Auch die Bundesvereinigung gegen Fluglärm forderte den Umstieg auf synthetische Kraftstoffe zu forcieren – und fordert dafür eine Kerosinsteuer. „Eine CO2-basierte Kerosinbesteuerung kann auch als wirksamer Anreiz für einen Umstieg auf nachhaltigere synthetische Kraftstoffe dienen“, sagte der Präsident der Vereinigung, Carl Ahlgrimm. Dazu sei eine Kerosinsteuer auch geboten, damit es zu einer steuerlichen Gleichbehandlung der Verkehrsträger komme. „Als klimaschädlichster Verkehrsträger muss der Luftverkehr endlich einen wesentlichen Beitrag zur Bewältigung der Klimakrise leisten“, forderte Ahlgrimm. Auch eine Erhöhung der Luftverkehrsabgabe sei richtig, zudem müsse der Luftfrachtverkehr in die Luftverkehrsabgabe einbezogen werden.

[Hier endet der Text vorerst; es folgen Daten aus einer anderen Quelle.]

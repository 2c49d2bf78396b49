//! Parameterized SQL values and the statement shapes the repository emits.
//!
//! # Responsibility
//! - Carry one SQL template plus its ordered bind values.
//! - Compose identifier-only SQL text for generated statements.
//!
//! # Invariants
//! - Identifiers (table, field, column) only ever reach SQL through
//!   [`Statement`] text composition.
//! - Values only ever reach SQL through `Query::args`.
//! - Every generated placeholder is a bare positional `?`.

use crate::repo::row_access::{RepoError, RepoResult};
use once_cell::sync::Lazy;
use regex::Regex;
use rusqlite::types::Value;
use serde::{Deserialize, Serialize};

static IDENTIFIER_RE: Lazy<Regex> =
    Lazy::new(|| Regex::new(r"^[A-Za-z_][A-Za-z0-9_]*$").expect("valid identifier regex"));

/// Immutable SQL template with positional bind values.
#[derive(Debug, Clone, PartialEq)]
pub struct Query {
    sql: String,
    args: Vec<Value>,
}

impl Query {
    pub fn new(sql: impl Into<String>, args: Vec<Value>) -> Self {
        Self {
            sql: sql.into(),
            args,
        }
    }

    /// Builds a query with no bind values.
    pub fn bare(sql: impl Into<String>) -> Self {
        Self::new(sql, Vec::new())
    }

    pub fn sql(&self) -> &str {
        &self.sql
    }

    pub fn args(&self) -> &[Value] {
        &self.args
    }
}

/// Direction for `ORDER BY`.
#[derive(Debug, Clone, Copy, Default, PartialEq, Eq, Serialize, Deserialize)]
#[serde(rename_all = "snake_case")]
pub enum SortOrder {
    #[default]
    Asc,
    Desc,
}

impl SortOrder {
    fn keyword(self) -> &'static str {
        match self {
            Self::Asc => "ASC",
            Self::Desc => "DESC",
        }
    }
}

impl From<bool> for SortOrder {
    /// `true` means ascending.
    fn from(ascending: bool) -> Self {
        if ascending {
            Self::Asc
        } else {
            Self::Desc
        }
    }
}

/// Statement shapes generated from identifiers alone.
#[derive(Debug, Clone, Copy)]
pub(crate) enum Statement<'a> {
    SelectAll { table: &'a str },
    CountAll { table: &'a str },
    DeleteAll { table: &'a str },
    SelectWhere { table: &'a str, field: &'a str },
    DeleteWhere { table: &'a str, field: &'a str },
    UpdateWhere { table: &'a str, set: &'a str, filter: &'a str },
    SelectLimit { table: &'a str },
    SelectLimitOffset { table: &'a str },
    SelectSorted { table: &'a str, column: &'a str, order: SortOrder },
}

impl Statement<'_> {
    /// Checks every identifier this statement interpolates.
    pub(crate) fn validate(&self) -> RepoResult<()> {
        for name in self.identifiers() {
            check_identifier(name)?;
        }
        Ok(())
    }

    /// Renders SQL text. The caller supplies values separately, in
    /// placeholder order.
    pub(crate) fn sql(&self) -> String {
        match *self {
            Self::SelectAll { table } => format!("SELECT * FROM {table}"),
            Self::CountAll { table } => format!("SELECT COUNT(*) FROM {table}"),
            Self::DeleteAll { table } => format!("DELETE FROM {table}"),
            Self::SelectWhere { table, field } => {
                format!("SELECT * FROM {table} WHERE {field} = ?")
            }
            Self::DeleteWhere { table, field } => format!("DELETE FROM {table} WHERE {field} = ?"),
            Self::UpdateWhere { table, set, filter } => {
                format!("UPDATE {table} SET {set} = ? WHERE {filter} = ?")
            }
            Self::SelectLimit { table } => format!("SELECT * FROM {table} LIMIT ?"),
            Self::SelectLimitOffset { table } => {
                format!("SELECT * FROM {table} LIMIT ? OFFSET ?")
            }
            Self::SelectSorted {
                table,
                column,
                order,
            } => format!("SELECT * FROM {table} ORDER BY {column} {}", order.keyword()),
        }
    }

    fn identifiers(&self) -> Vec<&str> {
        match *self {
            Self::SelectAll { table }
            | Self::CountAll { table }
            | Self::DeleteAll { table }
            | Self::SelectLimit { table }
            | Self::SelectLimitOffset { table } => vec![table],
            Self::SelectWhere { table, field } | Self::DeleteWhere { table, field } => {
                vec![table, field]
            }
            Self::UpdateWhere { table, set, filter } => vec![table, set, filter],
            Self::SelectSorted { table, column, .. } => vec![table, column],
        }
    }
}

/// Accepts plain SQL identifiers: ASCII letters, digits and `_`, not
/// starting with a digit.
pub fn is_valid_identifier(name: &str) -> bool {
    IDENTIFIER_RE.is_match(name)
}

fn check_identifier(name: &str) -> RepoResult<()> {
    if is_valid_identifier(name) {
        Ok(())
    } else {
        Err(RepoError::InvalidIdentifier(name.to_string()))
    }
}
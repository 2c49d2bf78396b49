//! Uniform success/error container returned by repository operations.
//!
//! # Invariants
//! - Exactly one of payload or fault is present.
//! - Reading the wrong side yields `None`, never a panic.

use crate::repo::{RepoError, RepoResult};

/// Either the payload of a finished operation or the fault it captured.
#[derive(Debug)]
#[must_use]
pub enum Outcome<T> {
    Success(T),
    Error(RepoError),
}

impl<T> Outcome<T> {
    pub fn success(payload: T) -> Self {
        Self::Success(payload)
    }

    pub fn error(fault: RepoError) -> Self {
        Self::Error(fault)
    }

    pub fn is_success(&self) -> bool {
        matches!(self, Self::Success(_))
    }

    pub fn is_error(&self) -> bool {
        !self.is_success()
    }

    /// Returns the payload, or `None` for an error outcome.
    pub fn data(&self) -> Option<&T> {
        match self {
            Self::Success(payload) => Some(payload),
            Self::Error(_) => None,
        }
    }

    /// Returns the captured fault, or `None` for a success outcome.
    pub fn fault(&self) -> Option<&RepoError> {
        match self {
            Self::Success(_) => None,
            Self::Error(fault) => Some(fault),
        }
    }

    pub fn into_data(self) -> Option<T> {
        match self {
            Self::Success(payload) => Some(payload),
            Self::Error(_) => None,
        }
    }

    pub fn into_fault(self) -> Option<RepoError> {
        match self {
            Self::Success(_) => None,
            Self::Error(fault) => Some(fault),
        }
    }

    /// Converts back into a std `Result` so callers can use `?`.
    pub fn into_result(self) -> RepoResult<T> {
        match self {
            Self::Success(payload) => Ok(payload),
            Self::Error(fault) => Err(fault),
        }
    }

    pub fn map<U>(self, f: impl FnOnce(T) -> U) -> Outcome<U> {
        match self {
            Self::Success(payload) => Outcome::Success(f(payload)),
            Self::Error(fault) => Outcome::Error(fault),
        }
    }
}

impl<T> From<RepoResult<T>> for Outcome<T> {
    fn from(value: RepoResult<T>) -> Self {
        match value {
            Ok(payload) => Self::Success(payload),
            Err(fault) => Self::Error(fault),
        }
    }
}

impl<T> From<Outcome<T>> for RepoResult<T> {
    fn from(value: Outcome<T>) -> Self {
        value.into_result()
    }
}
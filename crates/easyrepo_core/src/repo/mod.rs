//! Generic repository layer and its persistence contracts.
//!
//! # Responsibility
//! - Expose one typed CRUD/query surface for any `Record`.
//! - Keep SQL composition inside the repository boundary and delegate
//!   execution to a `RowAccess` implementation.
//!
//! # Invariants
//! - Repository operations return `Outcome`, never a raw fault.
//! - Table and field names travel as SQL text; values travel as bind
//!   parameters.

pub mod query;
pub mod repository;
pub mod row_access;
pub mod sqlite_access;

pub use query::{is_valid_identifier, Query, SortOrder};
pub use repository::{Repository, RepositoryConfig};
pub use row_access::{Record, RepoError, RepoResult, RowAccess};
pub use sqlite_access::{SqliteRecord, SqliteRowAccess};
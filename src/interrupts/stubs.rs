//! Per-vector entry stubs.
//!
//! One stub per vector, each padded to `STUB_SIZE` bytes so the IDT can find
//! stub `v` at `isr_stub_table + v * STUB_SIZE` without a symbol per vector.
//! A stub pushes a dummy error code when the CPU doesn't push one, then its
//! vector, and jumps to the common body which saves the rest of the
//! `InterruptFrame`, switches to kernel data segments and calls the
//! dispatcher with a pointer to the frame.

use core::arch::global_asm;

use crate::interrupts::dispatch::interrupt_dispatch;
use crate::interrupts::KERNEL_DS;

pub const STUB_SIZE: u32 = 16;

extern "C" {
    fn isr_stub_table();
}

pub fn table_base() -> u32 {
    isr_stub_table as usize as u32
}

global_asm!(
    r#"
.section .text
.balign 16
.global isr_stub_table
isr_stub_table:
.set isr_vector, 0
.rept 256
    .balign 16
    .set isr_has_error_code, 0
    .irp err, 8, 10, 11, 12, 13, 14, 17, 21, 29, 30
        .if isr_vector == \err
            .set isr_has_error_code, 1
        .endif
    .endr
    .if isr_has_error_code == 0
        pushl $0
    .endif
    pushl $isr_vector
    jmp isr_common
    .set isr_vector, isr_vector + 1
.endr

isr_common:
    pushal
    xorl %eax, %eax
    movw %ds, %ax
    pushl %eax
    movw ${kernel_ds}, %ax
    movw %ax, %ds
    movw %ax, %es
    movw %ax, %fs
    movw %ax, %gs
    pushl %esp
    cld
    call {dispatch}
    addl $4, %esp
    popl %eax
    movw %ax, %ds
    movw %ax, %es
    movw %ax, %fs
    movw %ax, %gs
    popal
    addl $8, %esp
    iretl
"#,
    kernel_ds = const KERNEL_DS.bits(),
    dispatch = sym interrupt_dispatch,
    options(att_syntax)
);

Info& auf Mainz&: Mehr zu der Schädlichkeit von Flugreisen findet Ihr hier beim Umweltbundesamt im Internet, unseren Text zum Umweltprogramm der Fraport lest Ihr hier – Berichte über die Probleme mit dem Fluglärm gibt es so viele auf Mainz&, dass wir sie jetzt hier nicht alle verlinken. Einfach mal Fluglärm in die Suchmaske oben eingeben. Unseren jüngsten Text zum Thema Ultrafeinstaub aus Flugzeugtriebwerken lest Ihr hier.

 

1 KOMMENTAR

  1. Endlich gibt man zu, was Fluglärmaktivisten längst nachgewiesen haben. Fraport ist eine Dreckschleuder, schlimmer als der gesamte Bodenverkehr von Rhein-Main. Um die Menschen still zu halten, wird von angeblich umweltverträglichem Synthesekerosin und von der Absenkung des Schwefelgehalts im Kerosin schwadroniert. Schwefel trägt sicherlich zu den lungen- und kreislaufgängigen Ultrafeinpartikeln bei, ist aber nicht mehr als eine Komponente im Giftcocktail. Die denkbare Reduzierung wird kaum etwas bringen außer Selbstlob. Noch schlimmer steht es um die Wundertüte Synthesekerosin. Das extrem aufwendige Schweizer Experiment verschlingt jede Menge Energie und Fläche. Alleine für den Tagesbedarf von Fraport wären ca. 400 Quadratkilometer mit Technik zugepflasterter Fläche nötig, dazu kommt der Verbrauch an Energie und Ressourcen für die Errichtung. Und das alles soll mit Steuermitteln gefördert werden, wie es schon im Koalitionsvertrag steht. Auch Nichtflieger werden herangezogen, auf jeden Fall über die Mehrwertsteuer, die jeden trifft. Und Synthesekerosin ist fast so umweltschädlich wie fossiles Kerosin. Denn das der unteren Atmosphäre entnommene oder ersparte und dann in Flughöhe wieder freigesetzte CO2 ist mangels biologischer Assimilation und (bedenklicher) ozeanischer Aufnahme viel wirksamer als am Boden. Schon jetzt trägt der Flugverkehr mit 10% zur Klimaproblematik bei.